GIVEN DATA:
━━━━━━━━━━━━━━━━━━━━

//! Everything a workflow operation needs, handed in explicitly.

use crate::core::notify::Notifier;
use crate::core::verification::Thresholds;
use crate::core::zones::ZoneSource;
use crate::db::pool::DbPool;
use crate::db::queries::audit::{AuditEntry, insert_audit};
use crate::errors::AppResult;
use crate::models::notification::Notification;
use rusqlite::Transaction;
use serde::{Deserialize, Serialize};
use tracing::warn;

/// Municipality settings consumed by the workflow.
#[derive(Debug, Clone, Copy, PartialEq, Serialize, Deserialize)]
pub struct WorkflowSettings {
    pub thresholds: Thresholds,
    /// Recorded distance a rejection must exceed to be appealable.
    /// `None` falls back to the distance ceiling.
    pub appeal_eligibility_distance_meters: Option<f64>,
}

impl WorkflowSettings {
    pub fn appeal_min_distance(&self) -> f64 {
        self.appeal_eligibility_distance_meters
            .unwrap_or(self.thresholds.max_acceptable_distance_meters)
    }
}

impl Default for WorkflowSettings {
    fn default() -> Self {
        Self {
            thresholds: Thresholds::default(),
            appeal_eligibility_distance_meters: None,
        }
    }
}

/// Side effects produced inside a transaction and delivered after it commits.
#[derive(Debug, Default)]
pub struct Effects {
    audit: Vec<AuditEntry>,
    notifications: Vec<Notification>,
}

impl Effects {
    pub fn audit(&mut self, entry: AuditEntry) {
        self.audit.push(entry);
    }

    pub fn notify(&mut self, n: Notification) {
        self.notifications.push(n);
    }
}

pub struct FieldContext<'a> {
    pub pool: &'a mut DbPool,
    pub zones: &'a dyn ZoneSource,
    pub settings: WorkflowSettings,
    pub notifier: &'a dyn Notifier,
}

impl<'a> FieldContext<'a> {
    pub fn new(
        pool: &'a mut DbPool,
        zones: &'a dyn ZoneSource,
        settings: WorkflowSettings,
        notifier: &'a dyn Notifier,
    ) -> Self {
        Self {
            pool,
            zones,
            settings,
            notifier,
        }
    }

    pub fn thresholds(&self) -> &Thresholds {
        &self.settings.thresholds
    }

    /// Run `func` as one atomic unit, then deliver its audit entries and
    /// notifications. Delivery failures are logged and never undo the commit.
    pub fn transact<T, F>(&mut self, func: F) -> AppResult<T>
    where
        F: FnOnce(&Transaction<'_>, &mut Effects) -> AppResult<T>,
    {
        let mut effects = Effects::default();
        let out = self.pool.with_tx(|tx| func(tx, &mut effects))?;
        self.deliver(effects);
        Ok(out)
    }

    fn deliver(&self, effects: Effects) {
        for entry in &effects.audit {
            if let Err(e) = insert_audit(&self.pool.conn, entry) {
                warn!(
                    entity = %entry.entity,
                    operation = entry.operation,
                    error = %e,
                    "audit write failed"
                );
            }
        }

        for n in &effects.notifications {
            if let Err(e) = self.notifier.notify(n) {
                warn!(
                    entity = %n.entity,
                    kind = n.kind.to_db_str(),
                    error = %e,
                    "notification failed"
                );
            }
        }
    }
}
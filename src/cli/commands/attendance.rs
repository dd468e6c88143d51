use crate::cli::commands::{Workspace, print_json};
use crate::cli::parser::{AttendanceAction, Commands};
use crate::config::Config;
use crate::core::attendance::AttendanceLogic;
use crate::errors::AppResult;
use crate::models::attendance::AttendanceRecord;
use crate::ui::messages::{info, success, warning};
use crate::utils::formatting::{bold, fmt_distance, fmt_opt, fmt_ts, verdict_label};
use crate::utils::table::{Column, Table};

pub fn print_record(rec: &AttendanceRecord) {
    println!();
    println!("{}", bold(&format!("Attendance #{}", rec.id)));
    println!("  worker      : {}", rec.worker_id);
    println!("  zone        : {}", rec.zone_id);
    println!("  day         : {}", rec.check_in_date);
    println!(
        "  check-in    : {}  {}  {}",
        fmt_ts(Some(&rec.check_in_time)),
        verdict_label(rec.check_in_verdict),
        fmt_distance(rec.check_in_distance)
    );
    match rec.check_out_verdict {
        Some(v) => println!(
            "  check-out   : {}  {}  {}",
            fmt_ts(rec.check_out_time.as_ref()),
            verdict_label(v),
            fmt_distance(rec.check_out_distance)
        ),
        None => println!("  check-out   : {}", fmt_ts(None)),
    }
    if let Some(minutes) = rec.work_duration_minutes {
        println!("  worked      : {}h {:02}m", minutes / 60, minutes % 60);
    }
    println!("  status      : {}", verdict_label(rec.verification_status));
    if let Some(note) = &rec.review_note {
        println!("  review note : {}", note);
    }
    if rec.is_manual_entry {
        println!(
            "  manual entry: {}",
            rec.manual_reason.as_deref().unwrap_or_default()
        );
    }
    println!("  reviewer    : {}", fmt_opt(rec.reviewer_id));
    println!();
}

fn print_list(records: &[AttendanceRecord]) {
    let mut table = Table::new(vec![
        Column::new("ID", 6),
        Column::new("DAY", 10),
        Column::new("ZONE", 6),
        Column::new("IN", 8),
        Column::new("OUT", 8),
        Column::new("DIST", 8),
        Column::new("STATUS", 12),
    ]);

    for r in records {
        let dist = r.rejection_distance().or(r.check_in_distance);
        table.add_row(vec![
            r.id.to_string(),
            r.check_in_date.to_string(),
            r.zone_id.to_string(),
            r.check_in_time.format("%H:%M").to_string(),
            r.check_out_time
                .map(|t| t.format("%H:%M").to_string())
                .unwrap_or_else(|| "--".into()),
            fmt_distance(dist),
            verdict_label(r.verification_status),
        ]);
    }
    print!("{}", table.render());
}

pub fn handle(cmd: &Commands, cfg: &Config) -> AppResult<()> {
    let Commands::Attendance { action } = cmd else {
        return Ok(());
    };
    let mut ws = Workspace::open(cfg)?;

    match action {
        AttendanceAction::Manual {
            worker,
            zone,
            reviewer,
            reason,
        } => {
            let rec =
                AttendanceLogic::record_manual(&mut ws.ctx(), *worker, *zone, *reviewer, reason)?;
            success(format!(
                "Manual attendance #{} recorded for worker {}; it awaits confirmation.",
                rec.id, rec.worker_id
            ));
        }
        AttendanceAction::Approve { id, reviewer, note } => {
            let rec =
                AttendanceLogic::manual_approve(&mut ws.ctx(), *id, *reviewer, note.as_deref())?;
            success(format!("Attendance #{} verified by reviewer {}.", rec.id, reviewer));
        }
        AttendanceAction::Reject {
            id,
            reviewer,
            reason,
        } => {
            let rec = AttendanceLogic::manual_reject(&mut ws.ctx(), *id, *reviewer, reason)?;
            warning(format!(
                "Attendance #{} rejected by reviewer {}: {}",
                rec.id,
                reviewer,
                reason.trim()
            ));
        }
        AttendanceAction::Show { id, json } => {
            let rec = AttendanceLogic::get(&ws.pool.conn, *id)?;
            if *json {
                print_json(&rec)?;
            } else {
                print_record(&rec);
            }
        }
        AttendanceAction::List { worker, json } => {
            let records = AttendanceLogic::list_for_worker(&ws.pool.conn, *worker)?;
            if *json {
                print_json(&records)?;
            } else if records.is_empty() {
                info(format!("No attendance records for worker {}.", worker));
            } else {
                print_list(&records);
            }
        }
    }

    Ok(())
}
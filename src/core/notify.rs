//! Fire-and-forget notification delivery.

use crate::db::pool::DbPool;
use crate::db::queries::notifications::insert_notification;
use crate::errors::AppResult;
use crate::models::notification::Notification;

pub trait Notifier {
    fn notify(&self, n: &Notification) -> AppResult<()>;
}

/// Writes notifications to the `notifications` outbox table through its own
/// connection, so delivery never shares a transaction with the workflow.
pub struct OutboxNotifier {
    pool: DbPool,
}

impl OutboxNotifier {
    pub fn open(db_path: &str, busy_timeout_ms: u64) -> AppResult<Self> {
        Ok(Self {
            pool: DbPool::with_busy_timeout(db_path, busy_timeout_ms)?,
        })
    }
}

impl Notifier for OutboxNotifier {
    fn notify(&self, n: &Notification) -> AppResult<()> {
        insert_notification(&self.pool.conn, n)
    }
}
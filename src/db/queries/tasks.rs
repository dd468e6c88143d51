use super::{
    conversion_error, expect_one, get_latlng, get_opt_ts, get_position, get_ts, opt_ts_to_db,
    ts_to_db,
};
use crate::errors::{AppError, AppResult};
use crate::models::task::{Task, TaskStatus};
use crate::models::verdict::Verdict;
use rusqlite::{Connection, OptionalExtension, Row, params};

pub fn map_task(row: &Row) -> rusqlite::Result<Task> {
    let status_str: String = row.get("status")?;
    let status = TaskStatus::from_db_str(&status_str).ok_or_else(|| {
        conversion_error(0, AppError::Other(format!("Invalid task status: {}", status_str)))
    })?;

    let verdict_str: Option<String> = row.get("completion_verdict")?;
    let completion_verdict = match verdict_str {
        None => None,
        Some(s) => Some(Verdict::from_db_str(&s).ok_or_else(|| {
            conversion_error(0, AppError::Other(format!("Invalid verdict: {}", s)))
        })?),
    };

    Ok(Task {
        id: row.get("id")?,
        title: row.get("title")?,
        assigned_worker_id: row.get("assigned_worker_id")?,
        zone_id: row.get("zone_id")?,
        target: get_latlng(row, "target")?,
        status,
        completion_position: get_position(row, "completion")?,
        completion_verdict,
        completion_distance: row.get("completion_distance")?,
        distance_warning: row.get::<_, i32>("distance_warning")? == 1,
        rejection_reason: row.get("rejection_reason")?,
        reviewer_id: row.get("reviewer_id")?,
        created_at: get_ts(row, "created_at")?,
        started_at: get_opt_ts(row, "started_at")?,
        completed_at: get_opt_ts(row, "completed_at")?,
        resolved_at: get_opt_ts(row, "resolved_at")?,
        version: row.get("version")?,
    })
}

pub fn insert_task(conn: &Connection, task: &Task) -> AppResult<i64> {
    conn.execute(
        "INSERT INTO tasks (
            title, assigned_worker_id, zone_id, target_lat, target_lng,
            status, created_at, version
         ) VALUES (?1, ?2, ?3, ?4, ?5, ?6, ?7, 1)",
        params![
            task.title,
            task.assigned_worker_id,
            task.zone_id,
            task.target.map(|t| t.lat),
            task.target.map(|t| t.lng),
            task.status.to_db_str(),
            ts_to_db(&task.created_at),
        ],
    )?;
    Ok(conn.last_insert_rowid())
}

pub fn find_task(conn: &Connection, id: i64) -> AppResult<Option<Task>> {
    let mut stmt = conn.prepare_cached("SELECT * FROM tasks WHERE id = ?1")?;
    Ok(stmt.query_row([id], map_task).optional()?)
}

pub fn get_task(conn: &Connection, id: i64) -> AppResult<Task> {
    find_task(conn, id)?.ok_or_else(|| AppError::NotFound(format!("task {}", id)))
}

pub fn list_tasks_for_worker(conn: &Connection, worker_id: i64) -> AppResult<Vec<Task>> {
    let mut stmt = conn.prepare_cached(
        "SELECT * FROM tasks WHERE assigned_worker_id = ?1 ORDER BY created_at DESC, id DESC",
    )?;
    let rows = stmt.query_map([worker_id], map_task)?;

    let mut out = Vec::new();
    for r in rows {
        out.push(r?);
    }
    Ok(out)
}

/// Persist every mutable column of `task`, guarded by its version.
pub fn update_task(conn: &Connection, task: &Task) -> AppResult<Task> {
    let pos = task.completion_position;
    let changed = conn.execute(
        "UPDATE tasks SET
            assigned_worker_id = ?1,
            status = ?2,
            completion_lat = ?3,
            completion_lng = ?4,
            completion_accuracy = ?5,
            completion_verdict = ?6,
            completion_distance = ?7,
            distance_warning = ?8,
            rejection_reason = ?9,
            reviewer_id = ?10,
            started_at = ?11,
            completed_at = ?12,
            resolved_at = ?13,
            version = version + 1
         WHERE id = ?14 AND version = ?15",
        params![
            task.assigned_worker_id,
            task.status.to_db_str(),
            pos.map(|p| p.lat),
            pos.map(|p| p.lng),
            pos.map(|p| p.accuracy),
            task.completion_verdict.map(|v| v.to_db_str()),
            task.completion_distance,
            if task.distance_warning { 1 } else { 0 },
            task.rejection_reason,
            task.reviewer_id,
            opt_ts_to_db(&task.started_at),
            opt_ts_to_db(&task.completed_at),
            opt_ts_to_db(&task.resolved_at),
            task.id,
            task.version,
        ],
    )?;
    expect_one(changed, format!("task {}", task.id))?;

    Ok(Task {
        version: task.version + 1,
        ..task.clone()
    })
}
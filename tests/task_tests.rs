mod common;
use common::{Harness, Recorder, north_of_depot};

use fieldcheck::core::history::HistoryLogic;
use fieldcheck::core::task::TaskLogic;
use fieldcheck::errors::AppError;
use fieldcheck::models::appeal::EntityRef;
use fieldcheck::models::notification::NotificationKind;
use fieldcheck::models::position::LatLng;
use fieldcheck::models::task::{Task, TaskStatus};
use fieldcheck::models::verdict::Verdict;

const WORKER: i64 = 11;
const DISPATCHER: i64 = 500;
const REVIEWER: i64 = 900;

fn started_task(h: &mut Harness, n: &Recorder, zone: Option<i64>, target: Option<LatLng>) -> Task {
    let t = TaskLogic::create(&mut h.ctx(n), "Repair streetlight", WORKER, zone, target, DISPATCHER)
        .unwrap();
    assert_eq!(t.status, TaskStatus::Pending);
    TaskLogic::start(&mut h.ctx(n), t.id, WORKER).unwrap()
}

#[test]
fn far_completion_is_kept_with_a_rejection_reason() {
    let mut h = Harness::new("task_far_completion");
    let n = Recorder::default();
    let t = started_task(&mut h, &n, Some(1), None);

    let done = TaskLogic::complete(&mut h.ctx(&n), t.id, WORKER, north_of_depot(650.0, 10.0))
        .unwrap();
    assert_eq!(done.status, TaskStatus::Completed);
    assert_eq!(done.completion_verdict, Some(Verdict::Rejected));
    assert_eq!(done.completion_distance, Some(650.0));
    assert_eq!(
        done.rejection_reason.as_deref(),
        Some("Geolocation mismatch: distance=650m")
    );
    assert!(done.is_appealable());
}

#[test]
fn near_completion_flags_distance_warning() {
    let mut h = Harness::new("task_warning");
    let n = Recorder::default();
    let t = started_task(&mut h, &n, None, Some(LatLng::new(31.9, 35.2)));

    let done = TaskLogic::complete(&mut h.ctx(&n), t.id, WORKER, north_of_depot(250.0, 10.0))
        .unwrap();
    assert_eq!(done.completion_verdict, Some(Verdict::Verified));
    assert!(done.distance_warning);
    assert_eq!(done.rejection_reason, None);
    assert!(!done.is_appealable());
}

#[test]
fn low_confidence_completion_notifies_reviewer() {
    let mut h = Harness::new("task_low_confidence");
    let n = Recorder::default();
    let t = started_task(&mut h, &n, Some(1), None);

    let done = TaskLogic::complete(&mut h.ctx(&n), t.id, WORKER, north_of_depot(0.0, 500.0))
        .unwrap();
    assert_eq!(done.status, TaskStatus::Completed);
    assert_eq!(done.completion_verdict, Some(Verdict::PendingManualReview));

    let sent = n.sent.borrow();
    assert_eq!(sent.len(), 1);
    assert_eq!(sent[0].kind, NotificationKind::ReviewRequired);
    assert_eq!(sent[0].recipient_id, None);
}

#[test]
fn task_without_zone_or_target_is_left_to_the_reviewer() {
    let mut h = Harness::new("task_no_target");
    let n = Recorder::default();
    let t = started_task(&mut h, &n, None, None);

    let done = TaskLogic::complete(&mut h.ctx(&n), t.id, WORKER, north_of_depot(0.0, 5.0)).unwrap();
    assert_eq!(done.completion_verdict, Some(Verdict::PendingManualReview));
}

#[test]
fn approve_and_reject_only_from_completed() {
    let mut h = Harness::new("task_review_guard");
    let n = Recorder::default();
    let t = started_task(&mut h, &n, Some(1), None);

    let err = TaskLogic::approve(&mut h.ctx(&n), t.id, REVIEWER, None).unwrap_err();
    assert!(matches!(err, AppError::InvalidTransition(_)));
    let err = TaskLogic::reject(&mut h.ctx(&n), t.id, REVIEWER, "wrong pole").unwrap_err();
    assert!(matches!(err, AppError::InvalidTransition(_)));

    TaskLogic::complete(&mut h.ctx(&n), t.id, WORKER, north_of_depot(650.0, 10.0)).unwrap();
    let approved = TaskLogic::approve(&mut h.ctx(&n), t.id, REVIEWER, Some("photo checks out"))
        .unwrap();
    assert_eq!(approved.status, TaskStatus::Approved);
    assert_eq!(approved.rejection_reason, None);
    assert_eq!(approved.reviewer_id, Some(REVIEWER));
    assert!(approved.resolved_at.is_some());

    // terminal for the normal flow
    let err = TaskLogic::approve(&mut h.ctx(&n), t.id, REVIEWER, None).unwrap_err();
    assert!(matches!(err, AppError::InvalidTransition(_)));

    let sent = n.sent.borrow();
    let last = sent.last().unwrap();
    assert_eq!(last.kind, NotificationKind::TaskApproved);
    assert_eq!(last.recipient_id, Some(WORKER));
}

#[test]
fn reject_requires_a_reason() {
    let mut h = Harness::new("task_reject_reason");
    let n = Recorder::default();
    let t = started_task(&mut h, &n, Some(1), None);
    TaskLogic::complete(&mut h.ctx(&n), t.id, WORKER, north_of_depot(10.0, 10.0)).unwrap();

    let err = TaskLogic::reject(&mut h.ctx(&n), t.id, REVIEWER, "").unwrap_err();
    assert!(matches!(err, AppError::Validation(_)));
    assert_eq!(TaskLogic::get(&h.pool.conn, t.id).unwrap().status, TaskStatus::Completed);

    let rejected = TaskLogic::reject(&mut h.ctx(&n), t.id, REVIEWER, "Lamp still off").unwrap();
    assert_eq!(rejected.status, TaskStatus::Rejected);
    assert_eq!(rejected.rejection_reason.as_deref(), Some("Lamp still off"));
    assert_eq!(
        n.sent.borrow().last().map(|s| s.kind),
        Some(NotificationKind::TaskRejected)
    );
}

#[test]
fn only_the_assignee_can_start_and_complete() {
    let mut h = Harness::new("task_assignee");
    let n = Recorder::default();
    let t = TaskLogic::create(&mut h.ctx(&n), "Clear drain", WORKER, Some(1), None, DISPATCHER)
        .unwrap();

    let err = TaskLogic::start(&mut h.ctx(&n), t.id, 99).unwrap_err();
    assert!(matches!(err, AppError::Validation(_)));

    TaskLogic::start(&mut h.ctx(&n), t.id, WORKER).unwrap();
    let err = TaskLogic::complete(&mut h.ctx(&n), t.id, 99, north_of_depot(0.0, 5.0)).unwrap_err();
    assert!(matches!(err, AppError::Validation(_)));

    // completing twice is an invalid transition
    TaskLogic::complete(&mut h.ctx(&n), t.id, WORKER, north_of_depot(0.0, 5.0)).unwrap();
    let err = TaskLogic::complete(&mut h.ctx(&n), t.id, WORKER, north_of_depot(0.0, 5.0))
        .unwrap_err();
    assert!(matches!(err, AppError::InvalidTransition(_)));
}

#[test]
fn reassign_resets_progress_but_keeps_identity() {
    let mut h = Harness::new("task_reassign");
    let n = Recorder::default();
    let t = started_task(&mut h, &n, Some(1), None);
    assert!(t.started_at.is_some());

    let moved = TaskLogic::reassign(&mut h.ctx(&n), t.id, 12, DISPATCHER).unwrap();
    assert_eq!(moved.id, t.id);
    assert_eq!(moved.assigned_worker_id, 12);
    assert_eq!(moved.status, TaskStatus::Pending);
    assert_eq!(moved.started_at, None);
    assert_eq!(moved.created_at, t.created_at);

    assert!(TaskLogic::list_for_worker(&h.pool.conn, WORKER).unwrap().is_empty());
    assert_eq!(TaskLogic::list_for_worker(&h.pool.conn, 12).unwrap().len(), 1);

    let history = HistoryLogic::load(&h.pool.conn, EntityRef::Task(t.id)).unwrap();
    let ops: Vec<&str> = history.audit.iter().map(|a| a.operation.as_str()).collect();
    assert_eq!(ops, vec!["create", "start", "reassign"]);
}

#[test]
fn cancel_only_while_active() {
    let mut h = Harness::new("task_cancel");
    let n = Recorder::default();
    let t = started_task(&mut h, &n, Some(1), None);

    let cancelled = TaskLogic::cancel(&mut h.ctx(&n), t.id, DISPATCHER).unwrap();
    assert_eq!(cancelled.status, TaskStatus::Cancelled);

    let err = TaskLogic::cancel(&mut h.ctx(&n), t.id, DISPATCHER).unwrap_err();
    assert!(matches!(err, AppError::InvalidTransition(_)));
    let err = TaskLogic::reassign(&mut h.ctx(&n), t.id, 12, DISPATCHER).unwrap_err();
    assert!(matches!(err, AppError::InvalidTransition(_)));
}

#[test]
fn create_validates_input() {
    let mut h = Harness::new("task_create_validation");
    let n = Recorder::default();

    let err = TaskLogic::create(&mut h.ctx(&n), "  ", WORKER, None, None, DISPATCHER).unwrap_err();
    assert!(matches!(err, AppError::Validation(_)));
    let err = TaskLogic::create(&mut h.ctx(&n), "Paint", WORKER, Some(42), None, DISPATCHER)
        .unwrap_err();
    assert!(matches!(err, AppError::NotFound(_)));
    let err = TaskLogic::create(
        &mut h.ctx(&n),
        "Paint",
        WORKER,
        None,
        Some(LatLng::new(123.0, 0.0)),
        DISPATCHER,
    )
    .unwrap_err();
    assert!(matches!(err, AppError::Validation(_)));
    assert_eq!(h.count("SELECT COUNT(*) FROM tasks"), 0);
}

#[test]
fn stale_version_is_a_concurrent_modification() {
    let mut h = Harness::new("task_stale_version");
    let n = Recorder::default();
    let t = TaskLogic::create(&mut h.ctx(&n), "Fix bench", WORKER, Some(1), None, DISPATCHER)
        .unwrap();

    let stale = TaskLogic::get(&h.pool.conn, t.id).unwrap();
    TaskLogic::start(&mut h.ctx(&n), t.id, WORKER).unwrap();

    let err = fieldcheck::db::queries::tasks::update_task(&h.pool.conn, &stale).unwrap_err();
    assert!(matches!(err, AppError::ConcurrentModification(_)));
    assert!(err.is_retryable());
}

━━━━━━━━━━━━━━━━━━━━

WHAT THIS TASK INVOLVES:
Scan the records for the word "struct" and copy every line where it is found.

SOLUTION BELOW:
pub struct WorkflowSettings {
pub struct Effects {
pub struct FieldContext<'a> {
pub struct OutboxNotifier {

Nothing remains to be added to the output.